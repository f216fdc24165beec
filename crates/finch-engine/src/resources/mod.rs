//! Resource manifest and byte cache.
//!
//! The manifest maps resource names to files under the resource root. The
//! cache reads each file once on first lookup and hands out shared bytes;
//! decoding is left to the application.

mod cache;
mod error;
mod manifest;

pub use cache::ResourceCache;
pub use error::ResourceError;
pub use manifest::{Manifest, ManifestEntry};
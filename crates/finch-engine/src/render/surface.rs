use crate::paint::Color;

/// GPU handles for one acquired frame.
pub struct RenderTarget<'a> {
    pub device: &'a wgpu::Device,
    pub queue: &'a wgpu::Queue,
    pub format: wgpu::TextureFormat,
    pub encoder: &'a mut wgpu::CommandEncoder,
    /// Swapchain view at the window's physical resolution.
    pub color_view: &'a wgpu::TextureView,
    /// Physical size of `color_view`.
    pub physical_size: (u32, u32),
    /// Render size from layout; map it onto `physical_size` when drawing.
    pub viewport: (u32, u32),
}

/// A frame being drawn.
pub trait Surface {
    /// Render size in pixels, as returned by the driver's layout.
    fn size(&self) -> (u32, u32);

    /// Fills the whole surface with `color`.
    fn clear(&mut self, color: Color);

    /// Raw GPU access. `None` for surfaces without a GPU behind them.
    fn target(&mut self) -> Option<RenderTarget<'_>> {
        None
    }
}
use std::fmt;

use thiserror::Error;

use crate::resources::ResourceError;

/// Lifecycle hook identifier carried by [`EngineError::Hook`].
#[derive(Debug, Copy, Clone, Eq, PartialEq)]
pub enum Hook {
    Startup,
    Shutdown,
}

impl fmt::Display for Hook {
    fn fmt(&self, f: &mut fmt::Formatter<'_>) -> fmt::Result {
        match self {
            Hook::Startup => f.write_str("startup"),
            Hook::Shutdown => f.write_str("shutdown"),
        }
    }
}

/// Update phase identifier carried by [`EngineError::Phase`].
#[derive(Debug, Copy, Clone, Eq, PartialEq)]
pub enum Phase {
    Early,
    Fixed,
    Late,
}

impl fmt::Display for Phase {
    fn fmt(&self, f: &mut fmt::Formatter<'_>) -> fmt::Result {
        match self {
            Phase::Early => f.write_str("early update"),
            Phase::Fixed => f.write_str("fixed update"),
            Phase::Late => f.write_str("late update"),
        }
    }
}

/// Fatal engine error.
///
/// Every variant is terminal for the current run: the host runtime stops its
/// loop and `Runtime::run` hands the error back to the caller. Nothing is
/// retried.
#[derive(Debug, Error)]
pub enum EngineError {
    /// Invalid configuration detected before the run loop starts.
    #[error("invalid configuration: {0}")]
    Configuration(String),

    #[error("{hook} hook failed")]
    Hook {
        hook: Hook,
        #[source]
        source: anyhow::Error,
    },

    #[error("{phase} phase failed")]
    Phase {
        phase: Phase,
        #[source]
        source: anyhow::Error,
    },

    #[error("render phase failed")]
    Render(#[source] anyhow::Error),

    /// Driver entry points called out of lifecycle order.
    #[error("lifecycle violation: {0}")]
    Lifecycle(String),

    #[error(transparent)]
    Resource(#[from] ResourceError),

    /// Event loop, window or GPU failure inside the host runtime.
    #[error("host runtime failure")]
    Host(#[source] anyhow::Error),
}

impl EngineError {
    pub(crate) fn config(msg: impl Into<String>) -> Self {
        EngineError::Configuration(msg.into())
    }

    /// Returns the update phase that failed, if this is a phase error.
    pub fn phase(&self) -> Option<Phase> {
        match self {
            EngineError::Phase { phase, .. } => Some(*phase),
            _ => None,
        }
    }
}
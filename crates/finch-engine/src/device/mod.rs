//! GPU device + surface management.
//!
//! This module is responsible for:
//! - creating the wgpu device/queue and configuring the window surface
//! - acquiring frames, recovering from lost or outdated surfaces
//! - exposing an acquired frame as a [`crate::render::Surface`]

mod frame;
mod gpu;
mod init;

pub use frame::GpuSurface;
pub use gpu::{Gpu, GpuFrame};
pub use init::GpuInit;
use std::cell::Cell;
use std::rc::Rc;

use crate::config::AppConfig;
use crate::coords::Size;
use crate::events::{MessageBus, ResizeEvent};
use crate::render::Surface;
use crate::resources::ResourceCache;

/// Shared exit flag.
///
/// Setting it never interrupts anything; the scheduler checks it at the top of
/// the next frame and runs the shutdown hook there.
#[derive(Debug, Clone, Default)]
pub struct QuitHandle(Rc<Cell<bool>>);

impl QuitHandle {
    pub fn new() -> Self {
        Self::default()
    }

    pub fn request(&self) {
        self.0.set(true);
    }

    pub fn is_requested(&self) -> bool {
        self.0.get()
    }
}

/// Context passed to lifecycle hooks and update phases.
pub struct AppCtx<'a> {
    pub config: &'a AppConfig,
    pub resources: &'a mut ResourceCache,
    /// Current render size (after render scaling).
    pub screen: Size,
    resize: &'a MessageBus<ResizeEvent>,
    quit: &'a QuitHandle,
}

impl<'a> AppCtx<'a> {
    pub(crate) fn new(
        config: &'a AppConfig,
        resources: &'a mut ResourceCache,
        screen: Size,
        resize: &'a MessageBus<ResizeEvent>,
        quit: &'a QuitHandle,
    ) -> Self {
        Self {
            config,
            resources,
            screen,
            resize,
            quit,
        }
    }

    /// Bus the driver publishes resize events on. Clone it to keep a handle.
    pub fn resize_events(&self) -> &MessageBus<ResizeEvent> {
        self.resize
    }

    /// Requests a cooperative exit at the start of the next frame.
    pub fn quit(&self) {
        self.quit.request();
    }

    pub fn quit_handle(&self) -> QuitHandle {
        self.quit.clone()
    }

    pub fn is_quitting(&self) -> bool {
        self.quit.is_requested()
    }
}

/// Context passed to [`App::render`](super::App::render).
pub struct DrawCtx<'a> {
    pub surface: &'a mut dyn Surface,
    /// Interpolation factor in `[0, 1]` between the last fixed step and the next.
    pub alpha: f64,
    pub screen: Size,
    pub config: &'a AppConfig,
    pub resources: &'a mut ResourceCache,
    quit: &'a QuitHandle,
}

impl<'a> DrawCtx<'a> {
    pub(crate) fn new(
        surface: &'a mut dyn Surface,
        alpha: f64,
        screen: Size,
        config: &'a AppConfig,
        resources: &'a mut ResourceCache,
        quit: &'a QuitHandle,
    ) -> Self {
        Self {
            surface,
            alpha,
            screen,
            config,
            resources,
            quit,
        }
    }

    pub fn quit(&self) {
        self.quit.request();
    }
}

------------------------------

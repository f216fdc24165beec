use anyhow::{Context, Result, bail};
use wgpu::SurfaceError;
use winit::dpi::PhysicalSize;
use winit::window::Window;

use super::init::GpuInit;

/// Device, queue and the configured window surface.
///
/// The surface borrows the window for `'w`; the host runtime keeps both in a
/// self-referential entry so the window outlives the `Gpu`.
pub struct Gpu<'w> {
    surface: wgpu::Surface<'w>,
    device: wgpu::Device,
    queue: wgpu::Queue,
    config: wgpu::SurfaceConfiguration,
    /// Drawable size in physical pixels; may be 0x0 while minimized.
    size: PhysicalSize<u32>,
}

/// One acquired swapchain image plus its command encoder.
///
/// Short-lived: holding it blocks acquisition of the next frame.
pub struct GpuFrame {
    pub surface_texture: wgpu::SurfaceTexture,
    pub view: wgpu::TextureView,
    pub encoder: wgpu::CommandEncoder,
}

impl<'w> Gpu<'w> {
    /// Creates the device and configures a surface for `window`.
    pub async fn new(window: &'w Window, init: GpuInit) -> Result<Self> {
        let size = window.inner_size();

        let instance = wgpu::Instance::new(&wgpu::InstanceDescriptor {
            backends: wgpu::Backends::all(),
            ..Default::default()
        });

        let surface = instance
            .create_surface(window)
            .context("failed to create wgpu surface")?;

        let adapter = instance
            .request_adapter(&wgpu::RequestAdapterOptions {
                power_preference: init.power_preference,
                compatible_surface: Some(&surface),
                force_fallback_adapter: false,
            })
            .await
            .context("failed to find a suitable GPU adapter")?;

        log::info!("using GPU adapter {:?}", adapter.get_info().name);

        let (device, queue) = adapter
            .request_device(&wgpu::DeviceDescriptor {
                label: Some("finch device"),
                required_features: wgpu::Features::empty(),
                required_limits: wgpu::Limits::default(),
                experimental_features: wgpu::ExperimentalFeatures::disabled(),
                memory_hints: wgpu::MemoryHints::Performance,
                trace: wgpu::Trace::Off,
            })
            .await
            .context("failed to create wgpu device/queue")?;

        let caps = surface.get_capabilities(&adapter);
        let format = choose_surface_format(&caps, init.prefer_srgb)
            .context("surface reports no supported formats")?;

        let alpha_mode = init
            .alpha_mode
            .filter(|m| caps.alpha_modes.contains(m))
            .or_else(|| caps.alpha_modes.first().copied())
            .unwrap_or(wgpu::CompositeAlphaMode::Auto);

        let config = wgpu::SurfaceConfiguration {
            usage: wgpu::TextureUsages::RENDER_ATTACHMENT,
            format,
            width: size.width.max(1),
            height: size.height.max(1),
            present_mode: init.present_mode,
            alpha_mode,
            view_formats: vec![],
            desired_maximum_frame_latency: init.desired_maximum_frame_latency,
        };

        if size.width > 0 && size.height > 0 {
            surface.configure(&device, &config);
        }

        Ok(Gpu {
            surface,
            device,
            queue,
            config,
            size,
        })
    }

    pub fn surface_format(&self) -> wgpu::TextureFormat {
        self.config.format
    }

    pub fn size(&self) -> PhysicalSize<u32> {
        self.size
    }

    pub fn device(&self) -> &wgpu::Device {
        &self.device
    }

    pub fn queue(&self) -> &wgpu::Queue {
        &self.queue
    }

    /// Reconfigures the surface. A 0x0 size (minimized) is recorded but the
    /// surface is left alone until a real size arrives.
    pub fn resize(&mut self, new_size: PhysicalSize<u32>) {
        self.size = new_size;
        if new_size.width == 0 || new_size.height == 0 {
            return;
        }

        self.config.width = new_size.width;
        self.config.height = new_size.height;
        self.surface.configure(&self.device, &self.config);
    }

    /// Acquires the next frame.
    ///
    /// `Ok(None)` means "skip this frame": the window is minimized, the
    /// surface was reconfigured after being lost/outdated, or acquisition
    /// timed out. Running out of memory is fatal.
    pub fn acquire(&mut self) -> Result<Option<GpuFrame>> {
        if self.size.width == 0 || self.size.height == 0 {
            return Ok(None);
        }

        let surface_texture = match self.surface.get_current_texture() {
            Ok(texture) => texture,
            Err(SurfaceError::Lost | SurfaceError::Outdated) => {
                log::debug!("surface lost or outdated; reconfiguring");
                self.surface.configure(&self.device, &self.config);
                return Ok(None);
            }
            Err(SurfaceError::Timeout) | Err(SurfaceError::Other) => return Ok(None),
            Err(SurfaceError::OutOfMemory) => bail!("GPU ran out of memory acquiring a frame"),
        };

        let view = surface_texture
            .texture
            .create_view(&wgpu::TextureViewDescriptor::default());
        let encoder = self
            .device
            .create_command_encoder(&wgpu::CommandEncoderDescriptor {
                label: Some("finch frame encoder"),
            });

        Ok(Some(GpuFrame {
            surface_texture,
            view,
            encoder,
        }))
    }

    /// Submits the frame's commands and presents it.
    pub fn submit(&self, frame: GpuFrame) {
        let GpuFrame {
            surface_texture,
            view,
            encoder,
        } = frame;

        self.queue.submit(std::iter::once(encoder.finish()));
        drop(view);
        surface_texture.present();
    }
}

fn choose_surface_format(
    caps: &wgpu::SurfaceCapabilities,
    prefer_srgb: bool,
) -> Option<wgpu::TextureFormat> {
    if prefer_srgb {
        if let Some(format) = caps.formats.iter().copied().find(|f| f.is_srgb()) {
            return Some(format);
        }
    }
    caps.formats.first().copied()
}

------------------------------

### ACTION ITEM
Report each line in the preceding entries that holds the string "height".

### SOLUTION FOR THIS PROBLEM
            height: size.height.max(1),
        if size.width > 0 && size.height > 0 {
        if new_size.width == 0 || new_size.height == 0 {
        self.config.height = new_size.height;
        if self.size.width == 0 || self.size.height == 0 {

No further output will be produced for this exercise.